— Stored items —
------

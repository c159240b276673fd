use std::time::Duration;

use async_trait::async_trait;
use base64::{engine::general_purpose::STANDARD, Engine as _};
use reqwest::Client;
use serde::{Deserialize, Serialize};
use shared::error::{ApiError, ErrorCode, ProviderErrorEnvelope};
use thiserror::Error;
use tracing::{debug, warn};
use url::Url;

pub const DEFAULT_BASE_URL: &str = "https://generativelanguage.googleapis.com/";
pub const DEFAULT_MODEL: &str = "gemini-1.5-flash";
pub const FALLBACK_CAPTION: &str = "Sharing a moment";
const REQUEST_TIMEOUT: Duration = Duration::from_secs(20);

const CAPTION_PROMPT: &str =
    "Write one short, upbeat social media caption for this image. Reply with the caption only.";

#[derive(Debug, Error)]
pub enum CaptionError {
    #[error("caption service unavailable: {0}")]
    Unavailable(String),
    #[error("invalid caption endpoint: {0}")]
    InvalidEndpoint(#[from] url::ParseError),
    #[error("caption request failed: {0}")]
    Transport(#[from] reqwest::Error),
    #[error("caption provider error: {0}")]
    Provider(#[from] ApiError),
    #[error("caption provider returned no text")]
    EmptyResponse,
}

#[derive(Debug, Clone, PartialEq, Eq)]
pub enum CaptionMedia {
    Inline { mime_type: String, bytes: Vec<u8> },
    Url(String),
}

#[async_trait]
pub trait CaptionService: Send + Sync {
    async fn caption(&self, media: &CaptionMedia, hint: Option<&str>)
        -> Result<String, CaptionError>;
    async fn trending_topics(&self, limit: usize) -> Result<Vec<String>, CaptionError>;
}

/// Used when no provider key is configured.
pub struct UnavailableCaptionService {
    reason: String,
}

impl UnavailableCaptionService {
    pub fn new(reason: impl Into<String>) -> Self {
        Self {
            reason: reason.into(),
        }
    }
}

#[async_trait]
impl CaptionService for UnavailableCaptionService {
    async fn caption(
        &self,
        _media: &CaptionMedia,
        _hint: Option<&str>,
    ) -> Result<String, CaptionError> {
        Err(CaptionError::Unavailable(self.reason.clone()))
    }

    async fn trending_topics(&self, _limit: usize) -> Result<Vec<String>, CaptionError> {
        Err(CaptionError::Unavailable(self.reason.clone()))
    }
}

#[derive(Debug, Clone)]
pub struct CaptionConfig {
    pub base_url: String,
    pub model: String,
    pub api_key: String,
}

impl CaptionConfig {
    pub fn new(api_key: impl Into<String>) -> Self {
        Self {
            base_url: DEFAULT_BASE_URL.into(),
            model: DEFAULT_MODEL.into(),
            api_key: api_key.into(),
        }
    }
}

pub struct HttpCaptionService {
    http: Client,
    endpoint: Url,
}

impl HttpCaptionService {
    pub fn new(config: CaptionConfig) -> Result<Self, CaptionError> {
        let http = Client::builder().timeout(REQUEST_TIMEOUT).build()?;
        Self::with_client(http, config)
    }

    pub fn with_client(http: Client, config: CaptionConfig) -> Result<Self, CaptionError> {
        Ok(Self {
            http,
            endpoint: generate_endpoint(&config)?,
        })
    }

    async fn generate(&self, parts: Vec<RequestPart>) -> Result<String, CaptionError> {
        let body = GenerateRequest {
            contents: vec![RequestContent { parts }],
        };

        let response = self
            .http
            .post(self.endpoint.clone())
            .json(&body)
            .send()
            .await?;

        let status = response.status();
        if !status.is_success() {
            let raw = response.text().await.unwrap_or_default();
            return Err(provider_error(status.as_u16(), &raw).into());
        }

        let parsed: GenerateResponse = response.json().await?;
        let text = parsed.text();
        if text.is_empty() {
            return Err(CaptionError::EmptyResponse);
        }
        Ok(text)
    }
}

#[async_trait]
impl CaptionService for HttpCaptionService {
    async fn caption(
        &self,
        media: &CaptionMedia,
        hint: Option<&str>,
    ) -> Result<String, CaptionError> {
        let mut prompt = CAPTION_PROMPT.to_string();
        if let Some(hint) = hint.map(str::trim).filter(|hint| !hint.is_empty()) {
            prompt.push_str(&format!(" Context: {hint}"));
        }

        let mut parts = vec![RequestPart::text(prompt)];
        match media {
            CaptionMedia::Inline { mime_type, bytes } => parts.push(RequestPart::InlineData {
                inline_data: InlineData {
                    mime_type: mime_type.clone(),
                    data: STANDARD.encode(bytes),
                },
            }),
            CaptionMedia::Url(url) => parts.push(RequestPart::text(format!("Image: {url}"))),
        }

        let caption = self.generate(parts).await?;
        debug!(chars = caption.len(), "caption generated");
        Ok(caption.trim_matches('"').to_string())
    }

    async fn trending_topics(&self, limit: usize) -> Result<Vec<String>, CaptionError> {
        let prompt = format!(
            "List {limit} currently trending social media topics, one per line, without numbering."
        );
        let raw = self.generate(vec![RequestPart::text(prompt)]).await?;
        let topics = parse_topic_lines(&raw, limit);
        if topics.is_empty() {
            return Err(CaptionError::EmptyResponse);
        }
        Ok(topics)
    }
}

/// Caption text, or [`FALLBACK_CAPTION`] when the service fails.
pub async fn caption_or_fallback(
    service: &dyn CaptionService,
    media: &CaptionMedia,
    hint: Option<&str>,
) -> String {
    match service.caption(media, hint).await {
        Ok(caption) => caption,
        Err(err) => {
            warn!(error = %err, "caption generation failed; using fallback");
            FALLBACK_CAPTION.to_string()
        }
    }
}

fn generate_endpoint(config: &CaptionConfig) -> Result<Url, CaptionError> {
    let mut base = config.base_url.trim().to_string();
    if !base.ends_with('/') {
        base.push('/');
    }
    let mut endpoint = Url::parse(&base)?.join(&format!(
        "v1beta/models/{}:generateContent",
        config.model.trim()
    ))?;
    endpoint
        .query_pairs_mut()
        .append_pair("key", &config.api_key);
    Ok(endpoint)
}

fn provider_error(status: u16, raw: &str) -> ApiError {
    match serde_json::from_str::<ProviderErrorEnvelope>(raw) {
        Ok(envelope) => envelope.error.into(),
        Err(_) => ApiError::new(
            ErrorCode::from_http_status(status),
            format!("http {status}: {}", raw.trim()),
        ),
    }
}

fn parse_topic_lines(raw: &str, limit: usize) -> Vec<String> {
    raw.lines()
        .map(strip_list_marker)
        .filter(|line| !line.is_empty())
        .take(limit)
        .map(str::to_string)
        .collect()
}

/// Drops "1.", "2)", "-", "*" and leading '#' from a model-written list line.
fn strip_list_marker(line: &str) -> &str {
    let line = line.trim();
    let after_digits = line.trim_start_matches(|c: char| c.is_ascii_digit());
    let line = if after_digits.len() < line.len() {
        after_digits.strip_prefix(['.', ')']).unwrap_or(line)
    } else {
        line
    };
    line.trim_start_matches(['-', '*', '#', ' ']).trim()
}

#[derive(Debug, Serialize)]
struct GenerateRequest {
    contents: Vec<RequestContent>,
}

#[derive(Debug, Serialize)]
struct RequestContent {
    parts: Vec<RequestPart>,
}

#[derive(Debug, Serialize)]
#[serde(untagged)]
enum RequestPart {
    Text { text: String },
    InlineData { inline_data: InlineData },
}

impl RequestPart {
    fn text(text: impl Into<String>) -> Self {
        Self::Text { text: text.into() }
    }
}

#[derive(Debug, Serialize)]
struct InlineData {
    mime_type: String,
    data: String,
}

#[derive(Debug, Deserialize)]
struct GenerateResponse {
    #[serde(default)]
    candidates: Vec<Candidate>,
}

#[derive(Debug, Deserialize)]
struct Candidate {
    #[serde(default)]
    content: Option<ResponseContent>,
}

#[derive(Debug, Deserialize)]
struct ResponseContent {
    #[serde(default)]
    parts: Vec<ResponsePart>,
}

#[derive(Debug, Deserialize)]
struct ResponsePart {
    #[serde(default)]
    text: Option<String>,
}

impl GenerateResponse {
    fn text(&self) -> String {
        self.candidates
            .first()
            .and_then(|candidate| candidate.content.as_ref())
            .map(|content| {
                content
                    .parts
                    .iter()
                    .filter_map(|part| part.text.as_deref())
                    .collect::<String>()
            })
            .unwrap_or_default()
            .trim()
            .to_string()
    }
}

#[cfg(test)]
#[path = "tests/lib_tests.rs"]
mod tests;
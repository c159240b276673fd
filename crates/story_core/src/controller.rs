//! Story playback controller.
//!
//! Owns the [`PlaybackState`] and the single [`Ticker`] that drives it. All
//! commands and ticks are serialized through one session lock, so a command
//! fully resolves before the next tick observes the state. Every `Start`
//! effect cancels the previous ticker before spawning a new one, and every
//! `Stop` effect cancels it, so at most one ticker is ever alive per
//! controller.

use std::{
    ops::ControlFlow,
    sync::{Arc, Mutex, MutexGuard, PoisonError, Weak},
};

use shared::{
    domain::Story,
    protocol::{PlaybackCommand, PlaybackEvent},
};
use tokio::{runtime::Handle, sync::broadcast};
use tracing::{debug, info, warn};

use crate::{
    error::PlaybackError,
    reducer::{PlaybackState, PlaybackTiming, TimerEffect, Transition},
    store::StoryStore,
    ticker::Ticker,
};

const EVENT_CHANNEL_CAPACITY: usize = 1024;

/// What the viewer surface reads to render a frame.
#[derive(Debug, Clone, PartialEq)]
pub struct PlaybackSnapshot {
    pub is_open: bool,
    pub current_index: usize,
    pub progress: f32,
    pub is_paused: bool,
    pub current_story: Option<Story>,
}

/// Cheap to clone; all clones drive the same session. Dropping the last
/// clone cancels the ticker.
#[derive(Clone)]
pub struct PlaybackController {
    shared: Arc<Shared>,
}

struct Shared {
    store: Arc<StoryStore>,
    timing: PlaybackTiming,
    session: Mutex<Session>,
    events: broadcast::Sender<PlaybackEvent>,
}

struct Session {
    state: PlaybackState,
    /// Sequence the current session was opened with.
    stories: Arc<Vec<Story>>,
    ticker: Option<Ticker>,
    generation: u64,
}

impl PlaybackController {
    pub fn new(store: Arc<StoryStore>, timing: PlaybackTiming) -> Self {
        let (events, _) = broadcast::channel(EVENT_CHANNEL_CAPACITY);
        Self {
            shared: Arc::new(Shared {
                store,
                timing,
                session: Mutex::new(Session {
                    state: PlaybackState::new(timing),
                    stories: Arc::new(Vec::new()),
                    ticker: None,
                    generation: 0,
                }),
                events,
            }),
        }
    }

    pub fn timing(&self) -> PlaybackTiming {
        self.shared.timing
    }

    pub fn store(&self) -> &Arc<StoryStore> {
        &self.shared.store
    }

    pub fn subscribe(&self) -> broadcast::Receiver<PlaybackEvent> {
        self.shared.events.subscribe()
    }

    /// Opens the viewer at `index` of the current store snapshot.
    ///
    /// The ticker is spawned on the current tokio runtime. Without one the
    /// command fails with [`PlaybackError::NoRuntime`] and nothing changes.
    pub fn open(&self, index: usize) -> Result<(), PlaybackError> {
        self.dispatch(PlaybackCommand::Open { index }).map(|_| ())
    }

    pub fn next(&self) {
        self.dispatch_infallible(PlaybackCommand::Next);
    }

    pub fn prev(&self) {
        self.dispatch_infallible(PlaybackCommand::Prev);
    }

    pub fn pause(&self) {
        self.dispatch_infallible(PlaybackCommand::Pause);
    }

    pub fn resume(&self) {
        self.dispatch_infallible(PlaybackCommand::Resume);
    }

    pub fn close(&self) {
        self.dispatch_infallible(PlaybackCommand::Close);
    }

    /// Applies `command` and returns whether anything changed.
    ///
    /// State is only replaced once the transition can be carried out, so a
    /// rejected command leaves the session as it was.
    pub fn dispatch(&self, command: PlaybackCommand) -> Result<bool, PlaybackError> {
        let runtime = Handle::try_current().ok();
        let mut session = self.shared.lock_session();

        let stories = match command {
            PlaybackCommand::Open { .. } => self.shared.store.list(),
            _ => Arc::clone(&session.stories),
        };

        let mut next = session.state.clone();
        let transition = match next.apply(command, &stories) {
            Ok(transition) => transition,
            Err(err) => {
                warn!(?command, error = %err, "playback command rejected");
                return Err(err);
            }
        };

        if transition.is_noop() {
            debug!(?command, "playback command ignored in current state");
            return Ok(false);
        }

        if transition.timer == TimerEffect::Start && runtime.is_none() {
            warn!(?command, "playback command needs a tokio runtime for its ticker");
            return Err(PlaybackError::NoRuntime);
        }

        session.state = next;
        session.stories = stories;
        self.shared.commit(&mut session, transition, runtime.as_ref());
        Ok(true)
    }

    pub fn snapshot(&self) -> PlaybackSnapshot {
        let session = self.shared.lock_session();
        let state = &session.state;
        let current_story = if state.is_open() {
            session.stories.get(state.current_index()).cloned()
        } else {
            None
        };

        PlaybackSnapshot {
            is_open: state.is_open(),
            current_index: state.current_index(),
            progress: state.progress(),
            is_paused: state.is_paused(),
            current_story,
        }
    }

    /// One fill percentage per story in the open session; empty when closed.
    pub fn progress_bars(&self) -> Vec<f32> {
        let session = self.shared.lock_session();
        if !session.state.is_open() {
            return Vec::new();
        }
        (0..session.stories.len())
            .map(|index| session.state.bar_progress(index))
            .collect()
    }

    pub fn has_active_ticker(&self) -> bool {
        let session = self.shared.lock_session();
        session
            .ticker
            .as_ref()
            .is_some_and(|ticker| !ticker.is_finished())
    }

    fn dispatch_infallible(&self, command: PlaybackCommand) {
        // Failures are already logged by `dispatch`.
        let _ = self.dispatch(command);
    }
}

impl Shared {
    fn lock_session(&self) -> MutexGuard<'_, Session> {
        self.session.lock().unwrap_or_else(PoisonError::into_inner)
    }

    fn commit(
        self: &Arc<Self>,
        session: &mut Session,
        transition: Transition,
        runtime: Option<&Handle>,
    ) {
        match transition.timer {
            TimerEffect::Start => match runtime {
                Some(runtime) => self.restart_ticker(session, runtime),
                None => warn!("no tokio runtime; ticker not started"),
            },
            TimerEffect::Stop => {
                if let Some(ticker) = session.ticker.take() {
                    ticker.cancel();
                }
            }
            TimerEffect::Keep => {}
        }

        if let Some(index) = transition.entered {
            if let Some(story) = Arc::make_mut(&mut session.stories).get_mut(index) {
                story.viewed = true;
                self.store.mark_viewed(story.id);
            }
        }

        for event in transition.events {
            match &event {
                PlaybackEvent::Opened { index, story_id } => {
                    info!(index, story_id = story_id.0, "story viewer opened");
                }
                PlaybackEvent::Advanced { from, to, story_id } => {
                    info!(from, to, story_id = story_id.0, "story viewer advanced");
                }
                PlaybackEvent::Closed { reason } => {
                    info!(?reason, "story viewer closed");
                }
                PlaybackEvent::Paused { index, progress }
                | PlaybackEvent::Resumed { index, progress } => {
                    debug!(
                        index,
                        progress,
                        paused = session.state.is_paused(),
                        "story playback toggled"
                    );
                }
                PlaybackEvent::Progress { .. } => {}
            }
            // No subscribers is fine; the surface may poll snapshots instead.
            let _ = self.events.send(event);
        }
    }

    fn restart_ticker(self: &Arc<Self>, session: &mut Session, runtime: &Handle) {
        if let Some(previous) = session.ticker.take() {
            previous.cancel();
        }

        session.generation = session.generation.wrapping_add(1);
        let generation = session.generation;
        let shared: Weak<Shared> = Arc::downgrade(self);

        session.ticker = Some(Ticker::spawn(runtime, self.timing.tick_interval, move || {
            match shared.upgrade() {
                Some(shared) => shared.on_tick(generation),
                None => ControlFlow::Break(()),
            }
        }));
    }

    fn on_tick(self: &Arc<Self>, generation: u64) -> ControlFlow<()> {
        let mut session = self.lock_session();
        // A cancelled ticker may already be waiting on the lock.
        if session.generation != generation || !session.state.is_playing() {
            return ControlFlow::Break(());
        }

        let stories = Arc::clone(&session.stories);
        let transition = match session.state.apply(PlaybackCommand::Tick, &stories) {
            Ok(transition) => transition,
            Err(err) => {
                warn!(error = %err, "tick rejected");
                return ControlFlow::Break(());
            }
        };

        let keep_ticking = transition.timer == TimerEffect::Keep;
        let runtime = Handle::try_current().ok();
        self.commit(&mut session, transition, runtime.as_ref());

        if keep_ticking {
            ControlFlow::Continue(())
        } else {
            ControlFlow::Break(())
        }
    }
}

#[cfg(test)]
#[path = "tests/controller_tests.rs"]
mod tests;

------

— Goal of the exercise —
State, as a bare number, how many lines of the records above include "enum".

— Answer below —
3